++++ Data provided ++++

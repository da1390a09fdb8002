//! CLI command implementations

pub mod config;
pub mod ls;
pub mod reap;
pub mod serve;

pub use config::execute as config;
pub use ls::execute as ls;
pub use reap::execute as reap;
pub use serve::execute as serve;
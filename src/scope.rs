//! Cache scopes
//!
//! A scope is one cache root plus the permission identifiers that guard it.
//! The store and reaper are scope-agnostic; the same code serves any number
//! of scopes declared in configuration.

use crate::access::Permission;
use crate::config::Config;
use crate::error::{CacheError, CacheResult};
use crate::store::resolve;
use std::collections::BTreeMap;
use std::path::{Path, PathBuf};
use std::sync::Arc;
use tracing::debug;

/// Filesystem subtree dedicated to one scope
#[derive(Debug, Clone, PartialEq, Eq)]
pub struct CacheRoot {
    base: PathBuf,
}

impl CacheRoot {
    /// Create a root at `base`
    pub fn new(base: impl Into<PathBuf>) -> Self {
        Self { base: base.into() }
    }

    /// The base directory
    pub fn path(&self) -> &Path {
        &self.base
    }

    /// Resolve a request path to a location confined to this root
    pub fn resolve(&self, request_path: &str) -> CacheResult<PathBuf> {
        resolve::resolve(&self.base, request_path)
    }
}

/// A cache root with its read/write permission pair
#[derive(Debug, Clone)]
pub struct Scope {
    name: String,
    root: CacheRoot,
    read_permission: String,
    write_permission: String,
}

impl Scope {
    /// Create a scope with default permission identifiers
    /// (`<name>:read`, `<name>:write`)
    pub fn new(name: impl Into<String>, root: CacheRoot) -> Self {
        let name = name.into();
        Self {
            read_permission: format!("{}:read", name),
            write_permission: format!("{}:write", name),
            name,
            root,
        }
    }

    /// Override the permission identifiers
    pub fn with_permissions(mut self, read: impl Into<String>, write: impl Into<String>) -> Self {
        self.read_permission = read.into();
        self.write_permission = write.into();
        self
    }

    /// Scope name as it appears in URLs
    pub fn name(&self) -> &str {
        &self.name
    }

    /// The scope's cache root
    pub fn root(&self) -> &CacheRoot {
        &self.root
    }

    /// Permission identifier required for the given level
    pub fn permission_id(&self, level: Permission) -> &str {
        match level {
            Permission::Read => &self.read_permission,
            Permission::Write => &self.write_permission,
        }
    }
}

/// Check that a scope name is usable as a single URL segment
fn validate_scope_name(name: &str) -> CacheResult<()> {
    let valid = !name.is_empty()
        && name != "."
        && name != ".."
        && name
            .chars()
            .all(|c| c.is_ascii_alphanumeric() || matches!(c, '-' | '_' | '.'));
    if valid {
        Ok(())
    } else {
        Err(CacheError::Internal(format!(
            "invalid scope name {:?}: use letters, digits, '-', '_' or '.'",
            name
        )))
    }
}

/// All configured scopes, by name
#[derive(Debug, Clone, Default)]
pub struct ScopeRegistry {
    scopes: BTreeMap<String, Arc<Scope>>,
}

impl ScopeRegistry {
    /// Build the registry from configuration
    ///
    /// Scopes without an explicit root live under `<data_dir>/scopes/<name>`.
    pub fn from_config(config: &Config) -> CacheResult<Self> {
        let data_dir = config.storage.data_dir();
        let mut registry = Self::default();

        for cfg in &config.scopes {
            let root = cfg
                .root
                .clone()
                .unwrap_or_else(|| data_dir.join("scopes").join(&cfg.name));
            let mut scope = Scope::new(&cfg.name, CacheRoot::new(root));
            if cfg.read_permission.is_some() || cfg.write_permission.is_some() {
                let read = cfg
                    .read_permission
                    .clone()
                    .unwrap_or_else(|| scope.permission_id(Permission::Read).to_string());
                let write = cfg
                    .write_permission
                    .clone()
                    .unwrap_or_else(|| scope.permission_id(Permission::Write).to_string());
                scope = scope.with_permissions(read, write);
            }
            registry.insert(scope)?;
        }

        debug!("Loaded {} scope(s)", registry.len());
        Ok(registry)
    }

    /// Add a scope, rejecting duplicates and malformed names
    pub fn insert(&mut self, scope: Scope) -> CacheResult<()> {
        validate_scope_name(scope.name())?;
        if self.scopes.contains_key(scope.name()) {
            return Err(CacheError::Internal(format!(
                "scope {} declared more than once",
                scope.name()
            )));
        }
        self.scopes.insert(scope.name().to_string(), Arc::new(scope));
        Ok(())
    }

    /// Look up a scope by name
    pub fn get(&self, name: &str) -> CacheResult<Arc<Scope>> {
        self.scopes
            .get(name)
            .cloned()
            .ok_or_else(|| CacheError::ScopeNotFound(name.to_string()))
    }

    /// Iterate scopes in name order
    pub fn iter(&self) -> impl Iterator<Item = &Arc<Scope>> {
        self.scopes.values()
    }

    /// Number of scopes
    pub fn len(&self) -> usize {
        self.scopes.len()
    }

    /// Whether no scopes are configured
    pub fn is_empty(&self) -> bool {
        self.scopes.is_empty()
    }
}
//! GET/PUT of single artifacts with atomic replacement

use crate::error::{CacheError, CacheResult};
use crate::scope::CacheRoot;
use crate::store::is_missing;
use crate::store::resolve::{self, ArtifactKey};
use bytes::Bytes;
use chrono::{DateTime, Utc};
use futures_util::{Stream, StreamExt};
use serde::Serialize;
use sha2::{Digest, Sha256};
use std::fmt;
use std::io;
use std::path::{Path, PathBuf};
use std::pin::Pin;
use tempfile::NamedTempFile;
use tokio::fs::{self, File};
use tokio::io::AsyncWriteExt;
use tokio_util::io::ReaderStream;
use tracing::{debug, info, warn};

/// A boxed stream of artifact bytes
pub type ByteStream = Pin<Box<dyn Stream<Item = io::Result<Bytes>> + Send>>;

/// Attempts at the final rename when a concurrent sweep removes the
/// destination's parent directories in between
const PUBLISH_ATTEMPTS: usize = 3;

const STAGING_PREFIX: &str = ".upload-";
const STAGING_SUFFIX: &str = ".part";

/// An artifact opened for reading
pub struct StoredObject {
    /// Content, streamed from a single open handle
    pub stream: ByteStream,
    /// Size in bytes at open time
    pub size: u64,
    /// Last modification time
    pub last_modified: DateTime<Utc>,
}

impl fmt::Debug for StoredObject {
    fn fmt(&self, f: &mut fmt::Formatter<'_>) -> fmt::Result {
        f.debug_struct("StoredObject")
            .field("size", &self.size)
            .field("last_modified", &self.last_modified)
            .finish_non_exhaustive()
    }
}

/// Result of a successful PUT
#[derive(Debug, Clone, PartialEq, Eq, Serialize)]
pub struct PutReceipt {
    /// Normalized key
    pub key: String,
    /// Bytes stored
    pub size: u64,
    /// Hex SHA-256 of the stored content
    pub sha256: String,
}

/// Reads and writes artifacts under any cache root
#[derive(Debug, Clone)]
pub struct ObjectStore {
    scratch_dir: PathBuf,
    max_object_bytes: Option<u64>,
}

impl ObjectStore {
    /// Create a store that stages uploads in `scratch_dir`
    pub fn new(scratch_dir: impl Into<PathBuf>) -> Self {
        Self {
            scratch_dir: scratch_dir.into(),
            max_object_bytes: None,
        }
    }

    /// Reject uploads larger than `limit` bytes
    pub fn with_max_object_bytes(mut self, limit: Option<u64>) -> Self {
        self.max_object_bytes = limit;
        self
    }

    /// Directory holding in-flight uploads
    pub fn scratch_dir(&self) -> &Path {
        &self.scratch_dir
    }

    /// Open the artifact at `key`
    ///
    /// Returns `None` when nothing is stored there or the key names a
    /// directory. The returned stream reads the file as it was when opened;
    /// a later PUT to the same key does not affect it.
    pub async fn get(&self, root: &CacheRoot, key: &str) -> CacheResult<Option<StoredObject>> {
        let path = root.resolve(key)?;

        match fs::metadata(&path).await {
            Ok(meta) if meta.is_file() => {}
            Ok(_) => return Ok(None),
            Err(e) if is_missing(&e) => return Ok(None),
            Err(e) => return Err(CacheError::io(format!("reading metadata of {}", path.display()), e)),
        }

        let file = match File::open(&path).await {
            Ok(file) => file,
            Err(e) if is_missing(&e) => {
                debug!("{} disappeared before it could be opened", path.display());
                return Ok(None);
            }
            Err(e) => return Err(CacheError::io(format!("opening {}", path.display()), e)),
        };

        // Take size and mtime from the handle so they describe what is streamed
        let meta = file
            .metadata()
            .await
            .map_err(|e| CacheError::io(format!("reading metadata of {}", path.display()), e))?;
        if !meta.is_file() {
            return Ok(None);
        }
        let last_modified = meta
            .modified()
            .map(DateTime::<Utc>::from)
            .unwrap_or_else(|_| Utc::now());

        debug!("Serving {} ({} bytes)", path.display(), meta.len());
        Ok(Some(StoredObject {
            stream: Box::pin(ReaderStream::new(file)),
            size: meta.len(),
            last_modified,
        }))
    }

    /// Store `body` at `key`, replacing any previous object atomically
    pub async fn put(
        &self,
        root: &CacheRoot,
        key: &str,
        mut body: ByteStream,
    ) -> CacheResult<PutReceipt> {
        let parsed = ArtifactKey::parse(key)?;
        if parsed.is_root() {
            return Err(CacheError::invalid_key(key, "must name a file"));
        }
        let dest = resolve::contain(root.path(), &parsed, key)?;

        if fs::metadata(&dest).await.is_ok_and(|m| m.is_dir()) {
            return Err(CacheError::KeyIsDirectory(parsed.as_string()));
        }

        fs::create_dir_all(&self.scratch_dir).await.map_err(|e| {
            CacheError::io(format!("creating scratch dir {}", self.scratch_dir.display()), e)
        })?;
        let staged = tempfile::Builder::new()
            .prefix(STAGING_PREFIX)
            .suffix(STAGING_SUFFIX)
            .tempfile_in(&self.scratch_dir)
            .map_err(|e| CacheError::io("creating upload temp file", e))?;
        let handle = staged
            .as_file()
            .try_clone()
            .map_err(|e| CacheError::io("opening upload temp file", e))?;
        let mut file = File::from_std(handle);

        let mut hasher = Sha256::new();
        let mut size: u64 = 0;
        while let Some(chunk) = body.next().await {
            let chunk = chunk.map_err(|e| CacheError::io("reading upload body", e))?;
            size += chunk.len() as u64;
            if let Some(limit) = self.max_object_bytes {
                if size > limit {
                    return Err(CacheError::PayloadTooLarge { limit });
                }
            }
            hasher.update(&chunk);
            file.write_all(&chunk)
                .await
                .map_err(|e| CacheError::io(format!("writing {}", staged.path().display()), e))?;
        }
        file.flush()
            .await
            .map_err(|e| CacheError::io("flushing upload temp file", e))?;
        file.sync_all()
            .await
            .map_err(|e| CacheError::io("syncing upload temp file", e))?;
        drop(file);

        let target = dest.clone();
        let normalized = parsed.as_string();
        tokio::task::spawn_blocking(move || publish(staged, &target, &normalized))
            .await
            .map_err(|e| CacheError::Internal(format!("publish task failed: {}", e)))??;

        let receipt = PutReceipt {
            key: parsed.as_string(),
            size,
            sha256: hex::encode(hasher.finalize()),
        };
        info!("Stored {} ({} bytes)", dest.display(), size);
        Ok(receipt)
    }
}

/// Move a fully written temp file over `dest`
fn publish(mut staged: NamedTempFile, dest: &Path, key: &str) -> CacheResult<()> {
    let mut attempt = 1;
    loop {
        ensure_parent(dest, key)?;
        let err = match staged.persist(dest) {
            Ok(_) => return Ok(()),
            Err(err) => err,
        };

        if is_cross_device(&err.error) {
            debug!(
                "Scratch dir is on another filesystem, copying into place for {}",
                dest.display()
            );
            return publish_by_copy(err.file, dest);
        }
        if is_directory(&err.error) {
            return Err(CacheError::KeyIsDirectory(key.to_string()));
        }
        if err.error.kind() == io::ErrorKind::NotFound && attempt < PUBLISH_ATTEMPTS {
            warn!(
                "Parent of {} removed during upload, recreating (attempt {})",
                dest.display(),
                attempt
            );
            staged = err.file;
            attempt += 1;
            continue;
        }
        return Err(CacheError::io(
            format!("moving upload into {}", dest.display()),
            err.error,
        ));
    }
}

/// Copy the staged upload next to `dest`, then rename it into place
///
/// The rename stays atomic because the second temp file shares the
/// destination's filesystem; it may briefly show up in directory listings.
fn publish_by_copy(staged: NamedTempFile, dest: &Path) -> CacheResult<()> {
    let parent = dest
        .parent()
        .ok_or_else(|| CacheError::Internal(format!("{} has no parent", dest.display())))?;

    let mut sibling = tempfile::Builder::new()
        .prefix(STAGING_PREFIX)
        .suffix(STAGING_SUFFIX)
        .tempfile_in(parent)
        .map_err(|e| CacheError::io(format!("creating staging file in {}", parent.display()), e))?;
    let mut source = staged
        .reopen()
        .map_err(|e| CacheError::io("reopening upload temp file", e))?;
    io::copy(&mut source, sibling.as_file_mut())
        .map_err(|e| CacheError::io(format!("copying upload into {}", parent.display()), e))?;
    sibling
        .as_file()
        .sync_all()
        .map_err(|e| CacheError::io("syncing staging file", e))?;

    sibling.persist(dest).map_err(|e| {
        CacheError::io(format!("moving upload into {}", dest.display()), e.error)
    })?;
    Ok(())
}

/// Create the directories above `dest`
///
/// A stored file where a directory is needed means the key runs through
/// another artifact, which is the caller's conflict rather than a disk fault.
fn ensure_parent(dest: &Path, key: &str) -> CacheResult<()> {
    let Some(parent) = dest.parent() else {
        return Ok(());
    };
    std::fs::create_dir_all(parent).map_err(|e| {
        if e.kind() == io::ErrorKind::AlreadyExists || is_not_directory(&e) {
            CacheError::KeyUnderFile(key.to_string())
        } else {
            CacheError::io(format!("creating directory {}", parent.display()), e)
        }
    })
}

fn is_not_directory(err: &io::Error) -> bool {
    #[cfg(unix)]
    {
        err.raw_os_error() == Some(libc::ENOTDIR)
    }
    #[cfg(not(unix))]
    {
        let _ = err;
        false
    }
}

fn is_cross_device(err: &io::Error) -> bool {
    #[cfg(unix)]
    {
        err.raw_os_error() == Some(libc::EXDEV)
    }
    #[cfg(windows)]
    {
        // ERROR_NOT_SAME_DEVICE
        err.raw_os_error() == Some(17)
    }
    #[cfg(not(any(unix, windows)))]
    {
        let _ = err;
        false
    }
}

fn is_directory(err: &io::Error) -> bool {
    #[cfg(unix)]
    {
        matches!(err.raw_os_error(), Some(libc::EISDIR) | Some(libc::ENOTEMPTY))
    }
    #[cfg(not(unix))]
    {
        let _ = err;
        false
    }
}
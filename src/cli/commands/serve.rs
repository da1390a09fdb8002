//! Serve command - run the HTTP cache with the scheduled reaper

use crate::cli::args::ServeArgs;
use crate::config::{Config, ConfigManager};
use crate::error::CacheResult;
use crate::reaper::{self, Reaper, RetentionPolicy};
use crate::server::{self, AppState};
use console::style;
use std::path::PathBuf;
use std::sync::Arc;
use std::time::Duration;
use tracing::info;

/// Execute the serve command
pub async fn execute(args: ServeArgs, config: &Config) -> CacheResult<()> {
    let mut config = config.clone();
    if let Some(bind) = args.bind {
        config.server.bind = bind;
    }
    if let Some(url) = args.public_url {
        config.server.public_url = Some(url);
    }

    let state = AppState::from_config(&config)?;
    let roots: Vec<PathBuf> = state
        .scopes
        .iter()
        .map(|scope| scope.root().path().to_path_buf())
        .collect();
    ConfigManager::ensure_storage_dirs(&config, &roots).await?;

    let scheduler = if config.reaper.interval_hours > 0 {
        let period = Duration::from_secs(u64::from(config.reaper.interval_hours) * 3600);
        info!(
            "Reaping files older than {} day(s) every {} hour(s)",
            config.reaper.expiration_days, config.reaper.interval_hours
        );
        Some(reaper::spawn_scheduler(
            Reaper::new(RetentionPolicy::new(config.reaper.expiration_days)),
            Arc::clone(&state.scopes),
            Arc::clone(&state.audit),
            period,
        ))
    } else {
        info!("Scheduled reaping disabled (interval_hours = 0)");
        None
    };

    for scope in state.scopes.iter() {
        println!(
            "  {} {:<16} {}",
            style("•").cyan(),
            scope.name(),
            style(scope.root().path().display()).dim()
        );
    }
    println!(
        "{} Listening on {} ({})",
        style("✓").green(),
        config.server.bind,
        config.server.public_url()
    );

    let result = server::serve(state, &config.server.bind).await;
    if let Some(handle) = scheduler {
        handle.abort();
    }
    result
}
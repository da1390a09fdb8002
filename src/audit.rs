//! Audit log of cache mutations and refused requests
//!
//! Writes JSON lines to `~/.local/state/artifact-cache/audit.log` unless
//! `general.audit_log_path` says otherwise. Events:
//!
//! - `artifact.stored`: a PUT published an object
//! - `access.denied`: the gate refused a request
//! - `reaper.sweep`: a sweep finished over one scope

use crate::config::{schema::Config, ConfigManager};
use chrono::Utc;
use std::path::{Path, PathBuf};
use tokio::fs::OpenOptions;
use tokio::io::AsyncWriteExt;
use tracing::warn;

/// File-based audit logger that appends JSON lines
#[derive(Debug, Clone)]
pub struct AuditLog {
    enabled: bool,
    path: PathBuf,
}

impl AuditLog {
    /// Create a new audit logger from config
    pub fn new(config: &Config) -> Self {
        Self {
            enabled: config.general.audit_log,
            path: config
                .general
                .audit_log_path
                .clone()
                .unwrap_or_else(ConfigManager::audit_log_path),
        }
    }

    /// Logger that writes to `path`
    pub fn with_path(path: impl Into<PathBuf>) -> Self {
        Self {
            enabled: true,
            path: path.into(),
        }
    }

    /// Logger that drops every event
    pub fn disabled() -> Self {
        Self {
            enabled: false,
            path: PathBuf::new(),
        }
    }

    pub fn path(&self) -> &Path {
        &self.path
    }

    /// Log an audit event as a JSON line
    ///
    /// IO failures are logged and swallowed; a request never fails because
    /// its audit record could not be written.
    pub async fn log(&self, event: &str, data: &serde_json::Value) {
        if !self.enabled {
            return;
        }

        let entry = serde_json::json!({
            "timestamp": Utc::now().to_rfc3339(),
            "event": event,
            "data": data,
        });

        let mut line = match serde_json::to_string(&entry) {
            Ok(s) => s,
            Err(e) => {
                warn!("Failed to serialize audit event: {}", e);
                return;
            }
        };
        line.push('\n');

        if let Err(e) = self.append(&line).await {
            warn!("Failed to write audit log {}: {}", self.path.display(), e);
        }
    }

    async fn append(&self, line: &str) -> std::io::Result<()> {
        if let Some(parent) = self.path.parent() {
            tokio::fs::create_dir_all(parent).await?;
        }

        let mut file = OpenOptions::new()
            .create(true)
            .append(true)
            .open(&self.path)
            .await?;

        file.write_all(line.as_bytes()).await?;
        file.flush().await?;
        Ok(())
    }
}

++++

**Aim of the task:** The answer must be every line of the records that holds the string "insert".

**Solution for this problem:**
            registry.insert(scope)?;
    pub fn insert(&mut self, scope: Scope) -> CacheResult<()> {
        self.scopes.insert(scope.name().to_string(), Arc::new(scope));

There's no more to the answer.